L’arrivée au pouvoir de Xiomara Castro et du Parti Liberté et Refondation (LIBRE) est chargée de symboles. En plein cœur de la crise du pouvoir législatif, la Police Nationale a été contrainte de retirer les barrières qui interdisaient l’accès aux bâtiments du Parlement. Des petites filles et des petits garçons se sont assis·es sur les sièges des parlementaires et ont pris leurs micros, des vendeuses et des vendeurs du marché informel sont entré·es dans le bâtiment pour vendre de l’eau et des noix aux gens qui s’y étaient regroupés afin de reprendre possession cet espace public. Dans tous les villages et sur toutes les places du pays, l’ancien drapeau national dont la couleur renvoyait à celui du Parti National du Honduras a été retiré et remplacé par l’ancien drapeau bleu turquoise, réhabilité par le nouveau gouvernement. Dans les rues, les petites filles voient en Xiomara la première présidente, ouvrant la voie à d’autres femmes au pouvoir au Honduras.

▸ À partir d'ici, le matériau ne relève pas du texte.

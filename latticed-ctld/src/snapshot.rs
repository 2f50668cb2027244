//! On-disk state persistence: one file per entity family under the
//! configured state directory, written on a clean shutdown and read
//! back on the next startup. Each file is `8-byte format tag + 2-byte
//! protocol version + 8-byte (i64, big-endian) unix-seconds timestamp
//! + rmp_serde-packed records`.
//!
//! A version mismatch on read is not fatal: this controller always
//! tries to decode the body anyway and only warns on failure, since a
//! snapshot written by an older minor version of this same record
//! shape almost always still decodes fine under `rmp_serde`'s
//! self-describing encoding. Nothing here models `fed_mgr_state` or
//! `resv_state` — no federation manager or reservation type exists in
//! this workspace to snapshot.

use latticed_base::{invalid_input, Result};
use serde::de::DeserializeOwned;
use serde::Serialize;
use std::path::{Path, PathBuf};
use tracing::warn;

const PROTOCOL_VERSION: u16 = 1;
const HEADER_LEN: usize = 8 + 2 + 8;

fn family_path(dir: &Path, family: &str) -> PathBuf {
    dir.join(format!("{family}.snapshot"))
}

fn write_family<T: Serialize>(dir: &Path, family: &str, tag: &[u8; 8], now_unix_s: i64, records: &T) -> Result<()> {
    std::fs::create_dir_all(dir)?;
    let mut buf = Vec::with_capacity(HEADER_LEN);
    buf.extend_from_slice(tag);
    buf.extend_from_slice(&PROTOCOL_VERSION.to_be_bytes());
    buf.extend_from_slice(&now_unix_s.to_be_bytes());
    buf.extend_from_slice(&rmp_serde::to_vec(records)?);
    std::fs::write(family_path(dir, family), buf)?;
    Ok(())
}

/// Returns `None` when no snapshot file exists yet — a fresh cluster's
/// first startup, not an error.
fn read_family<T: DeserializeOwned>(dir: &Path, family: &str, expected_tag: &[u8; 8]) -> Result<Option<(i64, T)>> {
    let path = family_path(dir, family);
    if !path.exists() {
        return Ok(None);
    }
    let bytes = std::fs::read(&path)?;
    if bytes.len() < HEADER_LEN {
        return Err(invalid_input(format!("{family} snapshot is truncated")));
    }
    if &bytes[0..8] != expected_tag {
        return Err(invalid_input(format!("{family} snapshot has the wrong format tag")));
    }
    let version = u16::from_be_bytes([bytes[8], bytes[9]]);
    if version != PROTOCOL_VERSION {
        warn!(family, version, current = PROTOCOL_VERSION, "snapshot protocol version mismatch, attempting to read anyway");
    }
    let timestamp = i64::from_be_bytes(bytes[10..18].try_into().unwrap());
    let records = rmp_serde::from_slice(&bytes[HEADER_LEN..])?;
    Ok(Some((timestamp, records)))
}

pub fn save_job_state(dir: &Path, now_unix_s: i64, jobs: &[latticed_sched::Job]) -> Result<()> {
    write_family(dir, "job_state", b"LATJOBST", now_unix_s, &jobs)
}

pub fn load_job_state(dir: &Path) -> Result<Option<(i64, Vec<latticed_sched::Job>)>> {
    read_family(dir, "job_state", b"LATJOBST")
}

pub fn save_node_state(dir: &Path, now_unix_s: i64, nodes: &[(String, latticed_nodes::NodeState)]) -> Result<()> {
    write_family(dir, "node_state", b"LATNODST", now_unix_s, &nodes)
}

pub fn load_node_state(dir: &Path) -> Result<Option<(i64, Vec<(String, latticed_nodes::NodeState)>)>> {
    read_family(dir, "node_state", b"LATNODST")
}

pub fn save_part_state(dir: &Path, now_unix_s: i64, partitions: &[latticed_nodes::Partition]) -> Result<()> {
    write_family(dir, "part_state", b"LATPARST", now_unix_s, &partitions)
}

pub fn load_part_state(dir: &Path) -> Result<Option<(i64, Vec<latticed_nodes::Partition>)>> {
    read_family(dir, "part_state", b"LATPARST")
}

pub fn save_assoc_mgr_state(dir: &Path, now_unix_s: i64, associations: &[latticed_assoc::Association]) -> Result<()> {
    write_family(dir, "assoc_mgr_state", b"LATASSOC", now_unix_s, &associations)
}

pub fn load_assoc_mgr_state(dir: &Path) -> Result<Option<(i64, Vec<latticed_assoc::Association>)>> {
    read_family(dir, "assoc_mgr_state", b"LATASSOC")
}

/// `priority_last_decay_ran` carries no record body, only the
/// timestamp in its header — the decay sweep just needs to know when
/// it last ran, not what it did.
pub fn save_priority_last_decay_ran(dir: &Path, now_unix_s: i64) -> Result<()> {
    write_family(dir, "priority_last_decay_ran", b"LATDECAY", now_unix_s, &())
}

pub fn load_priority_last_decay_ran(dir: &Path) -> Result<Option<i64>> {
    let loaded: Option<(i64, ())> = read_family(dir, "priority_last_decay_ran", b"LATDECAY")?;
    Ok(loaded.map(|(ts, ())| ts))
}

#[cfg(test)]
mod test {
    use super::*;
    use latticed_nodes::{BaseState, NodeFlags, NodeState};
    use test_log::test;

    #[test]
    fn node_state_round_trips() {
        let dir = tempdir();
        let nodes = vec![
            ("node01".to_string(), NodeState { base: BaseState::Idle, flags: NodeFlags::default() }),
            ("node02".to_string(), NodeState { base: BaseState::Down, flags: NodeFlags::default() }),
        ];
        save_node_state(dir.path(), 1_700_000_000, &nodes).unwrap();
        let (ts, loaded) = load_node_state(dir.path()).unwrap().unwrap();
        assert_eq!(ts, 1_700_000_000);
        assert_eq!(loaded, nodes);
    }

    #[test]
    fn missing_snapshot_is_none_not_an_error() {
        let dir = tempdir();
        assert!(load_job_state(dir.path()).unwrap().is_none());
    }

    #[test]
    fn wrong_tag_is_rejected() {
        let dir = tempdir();
        save_node_state(dir.path(), 0, &[]).unwrap();
        let bad_path = family_path(dir.path(), "node_state");
        let renamed = family_path(dir.path(), "job_state");
        std::fs::rename(&bad_path, &renamed).unwrap();
        assert!(load_job_state(dir.path()).is_err());
    }

    /// A throwaway directory under the OS temp root, cleaned up on drop.
    struct TempDir(PathBuf);
    impl TempDir {
        fn path(&self) -> &Path {
            &self.0
        }
    }
    impl Drop for TempDir {
        fn drop(&mut self) {
            let _ = std::fs::remove_dir_all(&self.0);
        }
    }
    fn tempdir() -> TempDir {
        use std::sync::atomic::{AtomicU64, Ordering};
        static COUNTER: AtomicU64 = AtomicU64::new(0);
        let unique = COUNTER.fetch_add(1, Ordering::SeqCst);
        let dir = std::env::temp_dir().join(format!("latticed-ctld-test-{}-{unique}", std::process::id()));
        std::fs::create_dir_all(&dir).unwrap();
        TempDir(dir)
    }
}
//! Fans controller RPCs out to node daemons and interprets their
//! replies at the node-scoped level. Generalizes `submerge-net`'s
//! single-peer `Node`/`Msg` request tracking into a worker pool that
//! dispatches to many nodes concurrently while still guaranteeing, per
//! job, that a launch reaches a node before any signal or kill that
//! was queued after it (`dispatch::RpcRank`).
//!
//! Job-scoped outcomes (prolog/epilog failure, a job id the node no
//! longer recognizes) are not this crate's concern: they're read off
//! the same reply stream by `latticed_sched::Scheduler::handle_launch_reply`.
//! This crate only ever decides what a node's reply means for that
//! node — make it idle, leave it alone, mark it unresponsive and retry.

mod dispatch;
mod engine;
mod pool;
mod reply;
mod retry;
mod task;
mod transport;
mod watchdog;

#[cfg(test)]
mod test;

pub use dispatch::{lane_for, rank_of, RpcRank, DEFAULT_THREAD_COUNT};
pub use engine::{DispatchResult, Engine};
pub use pool::{WorkerPool, COMMAND_TIMEOUT, WDOG_POLL};
pub use reply::{classify_reply, interpret, NodeReplyAction, NodeReplyOutcome};
pub use retry::{backoff_ms, RetryQueue};
pub use task::Task;
pub use transport::Transport;
pub use watchdog::Watchdog;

La débâcle du régime de Juan Hernández Alvarado et du Parti National se joue dans une guerre symbolique relevant d’une véritable situation révolutionnaire, sans précédent dans l’histoire hondurienne. Cependant, comme dans tout cycle progressiste latino-américain, le gouvernement du « socialisme démocratique » (comme l’a défini Castro dans son discours du 27 janvier) devra faire face à l’énorme contradiction entre la promesse de mettre en place un projet « refondateur » et la pression de l’élite locale et transnationale pour préserver son hégémonie et ses intérêts socio-économiques dans le pays.

C’est une contradiction dont a parfaitement conscience le gouvernement dirigé par Castro. C’est ce qu’elle a elle-même exprimé dès le début de son discours au Stade National, lorsqu’elle a évoqué l’état de l’administration publique et de ses moyens, pour lesquels les défis sont assez clairs : « La catastrophe économique dont j’hérite n’a aucun équivalent dans l’histoire du pays et l’augmentation de 700 % de la dette est emblématique des répercussions que cela entraîne dans le quotidien de la population. La pauvreté a augmenté de 74 %, ce qui fait de nous le pays le plus pauvre d’Amérique Latine […]. Il est pratiquement impossible de venir à bout de la dette. Le seul moyen est de mettre en place un processus de restructuration globale par le biais d’un accord avec les créanciers privés et publics. […] La question que tous les Honduriens, nous nous posons par rapport à ce budget, c’est : combien d’argent parvient aux gens pauvres ? Au service de qui est le budget ? Qui contrôle ce budget et son exécution ? Qu’en est-il de la corruption budgétaire ?

Cette contradiction apparaît également dans la formation de son cabinet, annoncé ce même 27 janvier. Bien qu’il soit composé en grande partie de membres et de cadres de son parti, LIBRE, on peut remarquer la participation de cadres issu·es du Parti Salvador du Honduras (PSH), avec lequel une alliance d’opposition a été scellée au cours de la joute électorale, ce qui a été fondamental pour garantir le triomphe de Castro face au candidat présidentiel du régime Nasry Juan Asfura Zablah.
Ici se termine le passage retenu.